People: H. Peter Anvin, Alexander Viro, Andries Brouwer
H. Peter Anvin asked who was maintaining the ISO9960 filesystem, and Alexander Viro replied, no one. He asked if H. Peter felt like volunteering, and H. Peter replied, "I was hoping to avoid it. I don't really have the cycles. However, I might be doing some enhancement work." Andries Brouwer also said that he wasn't the maintainer but had done some work in that area recently, and would be happy to look at any development problems that came up.
6. CANBus Driver
30 Apr 2001 - 1 May 2001 (3 posts) Archive Link: "CANBus driver."
People: Anders Peter Fugmann, David Woodhouse
Anders Peter Fugmann and some of his classmates had decided to write a driver for a CANbus ISA card ( AROS: A-858D PCCAN -x ver. 1.12). He asked if any work had been done on such a thing already, and if a driver would be wanted. Mark Clayton replied privately that he was very interested in CAN support, and asked for more information on the card in question. Anders replied with a link to the Kvaser home page, and added, "We will contact Kvaser to get the technical Specification. I cannot guarantee that we will be allowed to publish it, but if we are and you are interrested, i can send you a link when and if we get it." Elsewhere, David Woodhouse also replied to Anders' first post, saying, "See the Linux Lab Project at http://www.llp.fu-berlin.de/. ISTR there were CAN drivers there at one point." End Of Thread (tm).
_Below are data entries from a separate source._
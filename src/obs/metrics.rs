// self
use crate::{
	obs::{OperationKind, OperationOutcome},
	repository::RateSource,
};

/// Records an operation outcome via the global metrics recorder (when enabled).
pub fn record_operation_outcome(kind: OperationKind, outcome: OperationOutcome) {
	#[cfg(feature = "metrics")]
	{
		metrics::counter!(
			"rates_broker_op_total",
			"op" => kind.as_str(),
			"outcome" => outcome.as_str()
		)
		.increment(1);
	}

	#[cfg(not(feature = "metrics"))]
	{
		let _ = (kind, outcome);
	}
}

/// Records which tier served a cascade (when enabled).
pub fn record_rate_source(source: RateSource) {
	#[cfg(feature = "metrics")]
	{
		metrics::counter!("rates_broker_rate_source_total", "source" => source.as_str())
			.increment(1);
	}

	#[cfg(not(feature = "metrics"))]
	{
		let _ = source;
	}
}
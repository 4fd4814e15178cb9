//! Renderable view of a repository result for UI and widget consumers.

// self
use crate::{
	_prelude::*,
	config::RatesConfig,
	freshness::FreshnessPolicy,
	rate::{PriceRecord, current_record},
	repository::{RateSet, RateSource},
};

/// Whether a snapshot carries data.
#[derive(Clone, Debug, PartialEq, Eq)]
pub enum SnapshotStatus {
	/// Records were served from the given tier.
	Fresh(RateSource),
	/// The repository failed; the message is suitable for display.
	Unavailable(String),
}

/// Current and upcoming rates plus the instant a consumer should ask again.
#[derive(Clone, Debug, PartialEq)]
pub struct RateSnapshot {
	/// Record whose interval contains `now`.
	pub current: Option<PriceRecord>,
	/// Records starting after `now`, ordered by `valid_from`.
	pub upcoming: Vec<PriceRecord>,
	/// When the consumer should refresh.
	pub next_refresh_at: DateTime<Utc>,
	/// Data availability.
	pub status: SnapshotStatus,
}
impl RateSnapshot {
	/// Builds a snapshot from a repository result.
	///
	/// Successful results refresh at the earlier of the current slot's end and the next
	/// publication; failures retry after [`RatesConfig::failure_retry`].
	pub fn from_result(result: &Result<RateSet>, now: DateTime<Utc>, config: &RatesConfig) -> Self {
		match result {
			Ok(set) => {
				let current = current_record(&set.records, now).cloned();
				let mut upcoming: Vec<PriceRecord> =
					set.records.iter().filter(|record| record.valid_from > now).cloned().collect();

				upcoming.sort_by_key(|record| record.valid_from);

				let publication = FreshnessPolicy::new(config.schedule).next_refresh_at(now);
				let next_refresh_at = current
					.as_ref()
					.map_or(publication, |record| record.valid_to.min(publication));

				let status = SnapshotStatus::Fresh(set.source);

				Self { current, upcoming, next_refresh_at, status }
			},
			Err(e) => Self {
				current: None,
				upcoming: Vec::new(),
				next_refresh_at: now + config.failure_retry,
				status: SnapshotStatus::Unavailable(e.to_string()),
			},
		}
	}

	/// Whether a current rate is available.
	pub fn has_current(&self) -> bool {
		self.current.is_some()
	}
}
7. Tulip Driver Broken Or Fixed In 2.4.4
1 May 2001 (4 posts) Archive Link: "tulip driver broken in 2.4.4?"
Topics: Networking
People: Ronny Haryanto, Jeff Garzik
Ronny Haryanto tried 2.4.4 and found that the tulip driver would die on his LinkSys LNE100TX v4.1 card after 5 minutes. He could get it working again with 'ifdown' and 'ifup', but 5 minutes later it would die again. He reported no such problem on 2.2.18. Jeff Garzik asked if 2.4.3 worked, and Ronny replied that yes, it did. He added, "Too bad I can't use 2.4.3; I need 2.4.4 due to the VIA chipset bug." At this point Jacob Luna Lundberg reported that he'd been seeing a similar problem on his identical card, but only on kernels prior to 2.4.4; in fact, 2.4.4 was the first kernel not to break in that way, he said. The thread stopped there.
8. Major Version Numbers
1 May 2001 (3 posts) Archive Link: "Meaning of major kernel version number"
Topics: SMP
People: Erik Hensema, Oliver Neukum, George Anzinger, Linus Torvalds
Erik Hensema asked about the meaning of the Linux kernel's major version number. He wanted to know whether the next stable kernel would be 2.6 or 3.0, and why. He added, "I'm asking this question because I think there isn't going to be a kernel which is as different from the previous one as 2.0 compared to 1.2. As a little reminder: 2.0 brought us SMP, modules, multi-platform support (did 1.2 support Alpha? I don't remember), quota support, MD support, loop device, to name a few." Oliver Neukum replied that the major version number was entirely up to Linus Torvalds, or as Oliver put it, "Our great fearless leader will talk with the penguin beyond the sky." George Anzinger suggested that if user code would have to be relinked to work with the kernel, it was time for a new version number.